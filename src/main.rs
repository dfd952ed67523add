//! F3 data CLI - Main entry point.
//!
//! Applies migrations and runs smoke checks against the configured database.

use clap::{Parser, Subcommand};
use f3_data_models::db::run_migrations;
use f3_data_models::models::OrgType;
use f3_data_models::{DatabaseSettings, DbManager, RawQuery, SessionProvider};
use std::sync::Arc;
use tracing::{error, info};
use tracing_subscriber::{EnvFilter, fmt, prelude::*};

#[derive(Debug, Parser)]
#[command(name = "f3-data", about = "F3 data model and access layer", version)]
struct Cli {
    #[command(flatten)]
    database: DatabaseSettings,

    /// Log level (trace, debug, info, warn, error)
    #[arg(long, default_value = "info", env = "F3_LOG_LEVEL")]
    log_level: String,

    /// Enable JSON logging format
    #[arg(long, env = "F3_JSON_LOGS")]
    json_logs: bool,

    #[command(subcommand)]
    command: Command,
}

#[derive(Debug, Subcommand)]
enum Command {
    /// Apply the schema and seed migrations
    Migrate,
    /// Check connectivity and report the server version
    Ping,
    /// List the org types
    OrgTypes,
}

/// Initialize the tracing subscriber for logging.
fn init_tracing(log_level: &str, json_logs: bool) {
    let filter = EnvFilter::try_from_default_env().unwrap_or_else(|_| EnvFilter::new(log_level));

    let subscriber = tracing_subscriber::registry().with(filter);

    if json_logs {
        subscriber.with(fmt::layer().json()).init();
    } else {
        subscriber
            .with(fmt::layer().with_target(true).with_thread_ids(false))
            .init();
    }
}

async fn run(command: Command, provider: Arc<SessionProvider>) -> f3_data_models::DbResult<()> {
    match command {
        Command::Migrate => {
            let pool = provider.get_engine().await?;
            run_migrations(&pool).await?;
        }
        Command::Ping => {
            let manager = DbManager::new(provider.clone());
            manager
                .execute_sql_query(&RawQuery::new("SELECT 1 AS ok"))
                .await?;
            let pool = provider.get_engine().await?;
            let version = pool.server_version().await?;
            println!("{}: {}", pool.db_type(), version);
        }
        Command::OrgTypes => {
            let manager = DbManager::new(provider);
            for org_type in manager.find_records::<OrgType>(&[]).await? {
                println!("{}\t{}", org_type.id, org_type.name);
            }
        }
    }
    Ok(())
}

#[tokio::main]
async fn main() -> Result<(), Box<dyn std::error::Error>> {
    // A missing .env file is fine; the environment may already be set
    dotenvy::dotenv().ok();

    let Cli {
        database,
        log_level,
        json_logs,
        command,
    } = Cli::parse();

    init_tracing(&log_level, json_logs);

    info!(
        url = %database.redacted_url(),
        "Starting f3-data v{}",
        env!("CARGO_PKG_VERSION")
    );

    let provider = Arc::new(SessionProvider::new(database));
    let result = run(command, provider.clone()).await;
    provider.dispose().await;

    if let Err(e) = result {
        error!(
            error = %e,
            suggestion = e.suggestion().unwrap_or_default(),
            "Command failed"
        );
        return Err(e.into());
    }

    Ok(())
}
____
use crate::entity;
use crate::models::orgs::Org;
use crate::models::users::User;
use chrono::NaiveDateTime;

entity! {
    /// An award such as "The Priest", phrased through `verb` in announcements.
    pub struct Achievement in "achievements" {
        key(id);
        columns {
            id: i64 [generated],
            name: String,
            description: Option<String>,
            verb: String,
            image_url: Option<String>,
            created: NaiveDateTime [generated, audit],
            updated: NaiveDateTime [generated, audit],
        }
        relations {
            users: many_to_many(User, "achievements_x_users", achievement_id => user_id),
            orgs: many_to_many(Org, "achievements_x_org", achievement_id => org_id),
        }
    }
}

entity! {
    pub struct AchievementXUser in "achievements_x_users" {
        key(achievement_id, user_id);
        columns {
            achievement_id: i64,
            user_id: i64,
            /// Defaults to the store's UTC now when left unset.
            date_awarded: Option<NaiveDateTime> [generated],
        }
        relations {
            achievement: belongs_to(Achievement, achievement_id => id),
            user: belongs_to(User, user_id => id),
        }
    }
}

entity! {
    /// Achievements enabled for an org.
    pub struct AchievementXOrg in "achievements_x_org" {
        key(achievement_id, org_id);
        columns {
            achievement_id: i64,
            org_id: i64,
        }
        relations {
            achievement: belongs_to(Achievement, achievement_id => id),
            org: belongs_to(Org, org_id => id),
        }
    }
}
____
» What to produce
Which lines above contain the word "info"? Copy each one.

» Answer to this task
use tracing::{error, info};
    /// Log level (trace, debug, info, warn, error)
    #[arg(long, default_value = "info", env = "F3_LOG_LEVEL")]
    info!(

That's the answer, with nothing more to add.